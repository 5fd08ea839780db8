//! Property tests for the page state machines.

use std::time::Duration;

use folio::contact::{is_valid_email, validate, ContactFields, Field};
use folio::filter::{FilterController, ALL};
use folio::layout::{Card, FilterButton};
use folio::menu::{CloseReason, MenuController};
use folio::typewriter::Typewriter;
use folio::TypewriterTiming;
use proptest::prelude::*;
use unicode_segmentation::UnicodeSegmentation;

const CATEGORIES: [&str; 3] = ["ml", "systems", "web"];

fn cards(categories: &[usize]) -> Vec<Card> {
    categories
        .iter()
        .enumerate()
        .map(|(i, c)| Card {
            id: format!("project-{i}").into(),
            category: CATEGORIES[*c].to_owned(),
        })
        .collect()
}

fn buttons() -> Vec<FilterButton> {
    std::iter::once(ALL)
        .chain(CATEGORIES)
        .map(|f| FilterButton {
            id: format!("filter-{f}").into(),
            filter: f.to_owned(),
        })
        .collect()
}

proptest! {
    /// Once every timer has fired, the visible set is exactly the
    /// selected category, however the clicks and timers interleaved.
    #[test]
    fn filter_settles_on_the_last_selection(
        categories in prop::collection::vec(0usize..3, 0..12),
        clicks in prop::collection::vec(0usize..4, 1..10),
        fire_between in prop::collection::vec(any::<bool>(), 10),
    ) {
        let cards = cards(&categories);
        let mut filter = FilterController::new(
            buttons(),
            &cards,
            Duration::from_millis(300),
            Duration::from_millis(50),
        );
        let mut pending = Vec::new();
        let mut last = ALL;
        for (i, click) in clicks.iter().enumerate() {
            last = if *click == 0 { ALL } else { CATEGORIES[click - 1] };
            pending.extend(filter.select(last));
            if fire_between[i] {
                for (_, t) in pending.drain(..) {
                    filter.on_timer(t);
                }
            }
        }
        // Timers fire in deadline order; stale ones are no-ops.
        pending.sort_by_key(|(d, _)| *d);
        for (_, t) in pending {
            filter.on_timer(t);
        }

        prop_assert!(filter.is_settled());
        let visible: Vec<_> = filter.visible_cards().cloned().collect();
        let expected: Vec<_> = cards
            .iter()
            .filter(|c| last == ALL || c.category == last)
            .map(|c| c.id.clone())
            .collect();
        prop_assert_eq!(visible, expected);
    }

    #[test]
    fn typewriter_index_stays_within_phrase(
        phrases in prop::collection::vec("[a-zé🙂 ]{0,8}", 1..5),
        ticks in 0usize..400,
    ) {
        let mut tw = Typewriter::new(phrases.clone(), TypewriterTiming::default());
        for _ in 0..ticks {
            let delay = tw.tick();
            let len = phrases[tw.phrase_index()].graphemes(true).count();
            prop_assert!(tw.char_index() <= len);
            prop_assert!(delay > Duration::ZERO);
            prop_assert_eq!(tw.text().graphemes(true).count(), tw.char_index());
        }
    }

    #[test]
    fn menu_is_closed_after_any_close_intent(
        toggles in prop::collection::vec(any::<bool>(), 0..20),
        reason in prop_oneof![
            Just(CloseReason::OutsideClick),
            Just(CloseReason::LinkClick),
            Just(CloseReason::Escape),
            Just(CloseReason::Resize),
        ],
    ) {
        let mut menu = MenuController::new(
            "hamburger".into(),
            "nav-menu".into(),
            768,
            Duration::from_millis(250),
        );
        let mut expected = false;
        for t in toggles {
            if t {
                menu.toggle();
                expected = !expected;
            }
        }
        prop_assert_eq!(menu.is_open(), expected);
        prop_assert_eq!(menu.close(reason), expected);
        prop_assert!(!menu.is_open());
    }

    #[test]
    fn whitespace_only_fields_are_required(
        pad in "[ \t\n]{0,6}",
    ) {
        let v = validate(&ContactFields {
            name: pad.clone(),
            email: pad.clone(),
            subject: pad.clone(),
            message: pad,
        });
        prop_assert_eq!(v.error(Field::Name), Some("Name is required"));
        prop_assert_eq!(v.error(Field::Email), Some("Email is required"));
        prop_assert_eq!(v.error(Field::Subject), Some("Subject is required"));
        prop_assert_eq!(v.error(Field::Message), Some("Message is required"));
    }

    #[test]
    fn well_formed_emails_pass(
        local in "[a-z0-9._+-]{1,10}",
        host in "[a-z0-9-]{1,10}",
        tld in "[a-z]{2,4}",
    ) {
        let email = format!("{local}@{host}.{tld}");
        prop_assert!(is_valid_email(&email), "{}", email);
    }

    #[test]
    fn emails_with_whitespace_fail(
        head in "[a-z]{1,5}",
        tail in "[a-z]{1,5}",
    ) {
        let email = format!("{head} {tail}@example.com");
        prop_assert!(!is_valid_email(&email));
    }
}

Assignment ▸ Copy out each line of the listing that holds "category".

Solution to the problem ▸
            category: CATEGORIES[*c].to_owned(),
    /// selected category, however the clicks and timers interleaved.
            .filter(|c| last == ALL || c.category == last)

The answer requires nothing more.